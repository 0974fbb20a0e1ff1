//! Automatic visibility-timeout extension.
//!
//! Bookkeeping only: the engine owns the clock and the service calls, this
//! module decides *when* each tracked message needs a renewal and what to do
//! when one fires or fails.

use std::{collections::HashMap, time::Duration};

use tokio::time::Instant;

use crate::message::Message;

const INITIAL_RETRY: Duration = Duration::from_secs(1);

struct TrackedMessage {
    message: Message,
    received_at: Instant,
    /// When the service will make the message visible again.
    deadline: Instant,
    next_fire: Instant,
    retry_delay: Duration,
}

/// What the engine should do for a message whose timer fired.
pub(crate) enum ExtenderAction {
    /// Renew visibility for this message.
    Renew(Message),
    /// The message has been in flight past the extension ceiling; it was
    /// untracked and its visibility will be allowed to lapse.
    Expire(Message),
}

/// Tracks in-flight messages and schedules visibility renewals
/// `advance` ahead of each deadline, up to a wall-clock ceiling.
pub(crate) struct TimeoutExtender {
    tracked: HashMap<String, TrackedMessage>,
    /// How much visibility each successful renewal buys.
    extend_by: Duration,
    /// Lead time between a renewal call and the deadline it protects.
    advance: Duration,
    /// Total in-flight time after which extension stops.
    ceiling: Duration,
}

impl TimeoutExtender {
    pub(crate) fn new(extend_by: Duration, advance: Duration, ceiling: Duration) -> Self {
        Self {
            tracked: HashMap::new(),
            extend_by,
            advance,
            ceiling,
        }
    }

    pub(crate) fn track(&mut self, message: Message, now: Instant) {
        let deadline = now + self.extend_by;
        self.tracked.insert(
            message.receipt_handle().to_owned(),
            TrackedMessage {
                message,
                received_at: now,
                deadline,
                next_fire: Self::fire_at(deadline, self.advance),
                retry_delay: INITIAL_RETRY,
            },
        );
    }

    pub(crate) fn untrack(&mut self, receipt_handle: &str) {
        self.tracked.remove(receipt_handle);
    }

    /// The visibility each renewal call asks for.
    pub(crate) fn extend_by(&self) -> Duration {
        self.extend_by
    }

    pub(crate) fn is_empty(&self) -> bool {
        self.tracked.is_empty()
    }

    /// The earliest instant any tracked message needs attention.
    pub(crate) fn next_fire(&self) -> Option<Instant> {
        self.tracked.values().map(|t| t.next_fire).min()
    }

    /// Collects every message whose timer has fired. Expired messages are
    /// untracked here; renewals stay tracked pending
    /// [`renewed`][Self::renewed] / [`renewal_failed`][Self::renewal_failed].
    pub(crate) fn due(&mut self, now: Instant) -> Vec<ExtenderAction> {
        let mut actions = Vec::new();
        let mut expired = Vec::new();
        for (receipt, entry) in &self.tracked {
            if entry.next_fire > now {
                continue;
            }
            if now.duration_since(entry.received_at) >= self.ceiling {
                expired.push(receipt.clone());
            } else {
                actions.push(ExtenderAction::Renew(entry.message.clone()));
            }
        }
        for receipt in expired {
            let entry = self.tracked.remove(&receipt).expect("tracked");
            actions.push(ExtenderAction::Expire(entry.message));
        }
        actions
    }

    /// A renewal call succeeded: push the deadline out and re-arm.
    pub(crate) fn renewed(&mut self, receipt_handle: &str, now: Instant) {
        if let Some(entry) = self.tracked.get_mut(receipt_handle) {
            entry.deadline = now + self.extend_by;
            entry.next_fire = Self::fire_at(entry.deadline, self.advance);
            entry.retry_delay = INITIAL_RETRY;
        }
    }

    /// A renewal call failed: retry with exponential back-off, capped by
    /// the time still left before the current deadline. Once the deadline
    /// itself has passed the message is redelivered by the service anyway,
    /// so tracking stops.
    pub(crate) fn renewal_failed(&mut self, receipt_handle: &str, now: Instant) {
        let Some(entry) = self.tracked.get_mut(receipt_handle) else {
            return;
        };
        let Some(remaining) = entry.deadline.checked_duration_since(now) else {
            self.tracked.remove(receipt_handle);
            return;
        };
        entry.next_fire = now + entry.retry_delay.min(remaining);
        entry.retry_delay = entry.retry_delay.saturating_mul(2);
    }

    fn fire_at(deadline: Instant, advance: Duration) -> Instant {
        deadline.checked_sub(advance).unwrap_or(deadline)
    }
}
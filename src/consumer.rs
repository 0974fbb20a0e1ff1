//! The application-facing consumer object.

use std::{
    collections::HashMap,
    future::Future,
    sync::{Arc, Mutex, RwLock},
    time::Duration,
};

use futures_util::future::join_all;
use serde::Serialize;
use tokio::sync::{mpsc, oneshot, OnceCell};

use crate::{
    batching::{chunk_send_entries, merge_batch_results},
    config::Config,
    engine::{Command, Engine},
    events::{EventBus, EventStream},
    extender::TimeoutExtender,
    message::Message,
    resolver::QueueResolver,
    service::{
        BatchResult, CreateQueueRequest, QueueService, SendOptions, SendReceipt, SharedService,
    },
    ConsumerBuilder, QueueError, Result,
};

/// Fallback when the queue does not report a visibility timeout.
const DEFAULT_VISIBILITY: Duration = Duration::from_secs(30);

/// How [`Consumer::stop`] treats the in-flight poll and outstanding
/// messages.
#[derive(Clone, Copy, Debug, Default)]
pub struct StopMode {
    soft: bool,
    drain_deadline: Option<Duration>,
}

impl StopMode {
    /// Cancel the poll that is on the wire. The default.
    pub fn hard() -> Self {
        Self::default()
    }

    /// Let the in-flight poll run to completion.
    pub fn soft() -> Self {
        Self {
            soft: true,
            drain_deadline: None,
        }
    }

    /// Wait up to `deadline` for in-flight messages to be acknowledged;
    /// [`Consumer::stop`] reports whether the drain finished in time.
    pub fn drain_deadline(mut self, deadline: Duration) -> Self {
        self.drain_deadline = Some(deadline);
        self
    }
}

enum Lifecycle {
    Idle(mpsc::UnboundedReceiver<Command>),
    Running,
    Stopped,
}

struct ConsumerInner {
    config: Config,
    service: SharedService,
    events: EventBus,
    commands: mpsc::UnboundedSender<Command>,
    lifecycle: Mutex<Lifecycle>,
    resolver: QueueResolver,
    visibility_cache: OnceCell<Duration>,
}

/// A managed queue consumer.
///
/// Cloning is cheap and every clone drives the same engine. See the crate
/// docs for the lifecycle; in short: [`builder`][Consumer::builder] →
/// [`start`][Consumer::start] → consume [`events`][Consumer::events] →
/// [`stop`][Consumer::stop].
#[derive(Clone)]
pub struct Consumer {
    inner: Arc<ConsumerInner>,
}

impl Consumer {
    /// Starts building a consumer for the given configuration.
    pub fn builder(config: Config) -> ConsumerBuilder {
        ConsumerBuilder::new(config)
    }

    pub(crate) fn new(config: Config, service: Arc<dyn QueueService>) -> Self {
        let (commands, rx) = mpsc::unbounded_channel();
        let resolver = QueueResolver::new(
            config.queue_url.clone(),
            config.queue_name.clone(),
            config.account_number.clone(),
            config.correct_queue_url,
        );
        Self {
            inner: Arc::new(ConsumerInner {
                config,
                service: Arc::new(RwLock::new(service)),
                events: EventBus::new(),
                commands,
                lifecycle: Mutex::new(Lifecycle::Idle(rx)),
                resolver,
                visibility_cache: OnceCell::new(),
            }),
        }
    }

    /// Subscribes to the consumer's [`Event`][crate::Event]s. Each stream
    /// sees everything emitted after this call.
    pub fn events(&self) -> EventStream {
        self.inner.events.subscribe()
    }

    /// Starts the receive loop.
    ///
    /// Resolves the queue URL (and, when automatic extension is on, the
    /// queue's visibility timeout) before the first poll; a resolution
    /// failure makes this first call fail and leaves the consumer startable
    /// again. Calling `start` on a running consumer is a no-op.
    pub async fn start(&self) -> Result<()> {
        let rx = {
            let mut lifecycle = self.inner.lifecycle.lock().unwrap();
            match std::mem::replace(&mut *lifecycle, Lifecycle::Running) {
                Lifecycle::Idle(rx) => rx,
                Lifecycle::Running => return Ok(()),
                Lifecycle::Stopped => {
                    *lifecycle = Lifecycle::Stopped;
                    return Err(QueueError::Stopped);
                }
            }
        };

        match self.prepare_engine().await {
            Ok(engine) => {
                tokio::spawn(engine.run(rx));
                Ok(())
            }
            Err(e) => {
                let mut lifecycle = self.inner.lifecycle.lock().unwrap();
                // A stop that raced the failed start wins; otherwise the
                // consumer stays startable.
                if matches!(*lifecycle, Lifecycle::Running) {
                    *lifecycle = Lifecycle::Idle(rx);
                }
                drop(lifecycle);
                self.inner
                    .events
                    .emit_error(QueueError::Generic(e.to_string().into()));
                Err(e)
            }
        }
    }

    async fn prepare_engine(&self) -> Result<Engine> {
        let queue_url = self.queue_url().await?;

        let extender = if self.inner.config.auto_extend_timeout {
            let extend_by = match self.inner.config.visibility_timeout {
                Some(d) => d,
                None => self.queue_visibility_timeout().await?,
            };
            Some(TimeoutExtender::new(
                extend_by,
                self.inner.config.extend_call_advance,
                self.inner.config.max_extension_window,
            ))
        } else {
            None
        };

        Ok(Engine::new(
            self.inner.service.clone(),
            self.inner.events.clone(),
            self.inner.config.clone(),
            queue_url,
            self.inner.commands.clone(),
            extender,
        ))
    }

    /// Stops the consumer and reports whether it drained.
    ///
    /// No new poll is started after this returns control to the engine; a
    /// hard stop also cancels the poll on the wire. The returned future
    /// resolves `true` once no messages are in flight, or `false` when the
    /// configured drain deadline passes first — and is never resolved a
    /// second time by a drain that finishes late. Stopping is idempotent.
    pub async fn stop(&self, mode: StopMode) -> bool {
        {
            let mut lifecycle = self.inner.lifecycle.lock().unwrap();
            if let Lifecycle::Idle(_) = &*lifecycle {
                *lifecycle = Lifecycle::Stopped;
                return true;
            }
            *lifecycle = Lifecycle::Stopped;
        }

        let (tx, rx) = oneshot::channel();
        if self
            .inner
            .commands
            .send(Command::Stop {
                soft: mode.soft,
                drain_deadline: mode.drain_deadline,
                done: tx,
            })
            .is_err()
        {
            return true;
        }
        rx.await.unwrap_or(true)
    }

    /// Sends one message.
    pub async fn send_message(&self, body: &str, opts: SendOptions) -> Result<SendReceipt> {
        let queue_url = self.queue_url().await?;
        self.service().send_message(&queue_url, body, opts).await
    }

    /// Serializes `body` to JSON and sends it.
    pub async fn send_json<T: Serialize + ?Sized>(
        &self,
        body: &T,
        opts: SendOptions,
    ) -> Result<SendReceipt> {
        let body = serde_json::to_string(body)?;
        self.send_message(&body, opts).await
    }

    /// Sends a set of messages, batching them into service-sized chunks
    /// dispatched in parallel.
    ///
    /// The merged result covers every input: entry IDs are `"0".."N-1"` in
    /// input order, and each input lands in exactly one of `successful` or
    /// `failed`. A transport failure of any chunk fails the whole call.
    pub async fn send_messages<I, S>(
        &self,
        bodies: I,
        opts: SendOptions,
    ) -> Result<BatchResult<SendReceipt>>
    where
        I: IntoIterator<Item = S>,
        S: Into<String>,
    {
        let bodies: Vec<String> = bodies.into_iter().map(Into::into).collect();
        if bodies.is_empty() {
            return Ok(BatchResult::default());
        }
        let queue_url = self.queue_url().await?;
        let service = self.service();

        let chunks = chunk_send_entries(bodies, &opts);
        let calls = chunks
            .into_iter()
            .map(|chunk| service.send_message_batch(&queue_url, chunk));
        let results = join_all(calls)
            .await
            .into_iter()
            .collect::<Result<Vec<_>>>()?;
        Ok(merge_batch_results(results))
    }

    /// Acknowledges a message. The delete joins the next batch; the
    /// returned future resolves with that batch entry's outcome, but the
    /// delete is queued whether or not the future is awaited.
    pub fn delete_message(&self, message: &Message) -> impl Future<Output = Result<()>> + Send {
        let (tx, rx) = oneshot::channel();
        let queued = self.send_command(Command::Delete {
            message: message.clone(),
            done: Some(tx),
        });
        async move {
            queued?;
            rx.await.map_err(|_| QueueError::Stopped)?
        }
    }

    /// Returns a message to the queue for immediate redelivery.
    pub fn release_message(&self, message: &Message) -> impl Future<Output = Result<()>> + Send {
        let (tx, rx) = oneshot::channel();
        let queued = self.send_command(Command::Release {
            message: message.clone(),
            done: Some(tx),
        });
        async move {
            queued?;
            rx.await.map_err(|_| QueueError::Stopped)?
        }
    }

    /// Frees a message's in-flight slot without deleting it; the message
    /// redelivers once its visibility timeout lapses.
    pub fn handled_message(&self, message: &Message) -> Result<()> {
        self.send_command(Command::Handled {
            message: message.clone(),
        })
    }

    /// Changes the visibility timeout of a received message.
    pub fn change_message_visibility(
        &self,
        message: &Message,
        timeout: Duration,
    ) -> impl Future<Output = Result<()>> + Send {
        self.change_visibility_by_handle(message.receipt_handle().to_owned(), timeout)
    }

    /// Like [`change_message_visibility`][Self::change_message_visibility],
    /// for a bare receipt handle.
    pub fn change_visibility_by_handle(
        &self,
        receipt_handle: String,
        timeout: Duration,
    ) -> impl Future<Output = Result<()>> + Send {
        let (tx, rx) = oneshot::channel();
        let queued = self.send_command(Command::ChangeVisibility {
            receipt_handle,
            timeout,
            done: Some(tx),
        });
        async move {
            queued?;
            rx.await.map_err(|_| QueueError::Stopped)?
        }
    }

    /// Creates the configured queue. Requires `queue_name`.
    pub async fn create_queue(&self) -> Result<String> {
        let queue_name = self
            .inner
            .config
            .queue_name
            .clone()
            .ok_or(QueueError::MissingQueueName)?;

        let mut attributes = HashMap::from([
            (
                "ReceiveMessageWaitTimeSeconds".to_owned(),
                self.inner.config.receive_wait_time.as_secs().to_string(),
            ),
            ("DelaySeconds".to_owned(), "0".to_owned()),
            ("MaximumMessageSize".to_owned(), "262144".to_owned()),
            ("MessageRetentionPeriod".to_owned(), "345600".to_owned()),
        ]);
        if let Some(visibility) = self.inner.config.visibility_timeout {
            attributes.insert(
                "VisibilityTimeout".to_owned(),
                visibility.as_secs().to_string(),
            );
        }
        if let Some(policy) = &self.inner.config.queue_policy {
            attributes.insert("Policy".to_owned(), policy.clone());
        }

        self.service()
            .create_queue(CreateQueueRequest {
                queue_name,
                attributes,
            })
            .await
    }

    pub async fn delete_queue(&self) -> Result<()> {
        let queue_url = self.queue_url().await?;
        self.service().delete_queue(&queue_url).await
    }

    pub async fn purge_queue(&self) -> Result<()> {
        let queue_url = self.queue_url().await?;
        self.service().purge_queue(&queue_url).await
    }

    /// The consumer's queue URL, resolving and caching it if needed.
    pub async fn queue_url(&self) -> Result<String> {
        self.inner.resolver.resolve(&*self.service()).await
    }

    /// The queue's visibility timeout, fetched once and cached.
    pub async fn queue_visibility_timeout(&self) -> Result<Duration> {
        self.inner
            .visibility_cache
            .get_or_try_init(|| async {
                let queue_url = self.queue_url().await?;
                let attrs = self
                    .service()
                    .get_queue_attributes(&queue_url, &["VisibilityTimeout"])
                    .await?;
                Ok(attrs
                    .get("VisibilityTimeout")
                    .and_then(|v| v.parse().ok())
                    .map(Duration::from_secs)
                    .unwrap_or(DEFAULT_VISIBILITY))
            })
            .await
            .copied()
    }

    /// Swaps the transport client. Subsequent calls — including the
    /// engine's own polls and flushes — go through the replacement.
    pub fn replace_service(&self, service: Arc<dyn QueueService>) {
        *self.inner.service.write().expect("service lock poisoned") = service;
    }

    fn service(&self) -> Arc<dyn QueueService> {
        self.inner.service.read().expect("service lock poisoned").clone()
    }

    fn send_command(&self, cmd: Command) -> Result<()> {
        self.inner
            .commands
            .send(cmd)
            .map_err(|_| QueueError::Stopped)
    }
}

####

> WORK TO COMPLETE:
How many lines of the listing include the string "insert"? Answer with the number alone.

> ANSWER SPACE:
3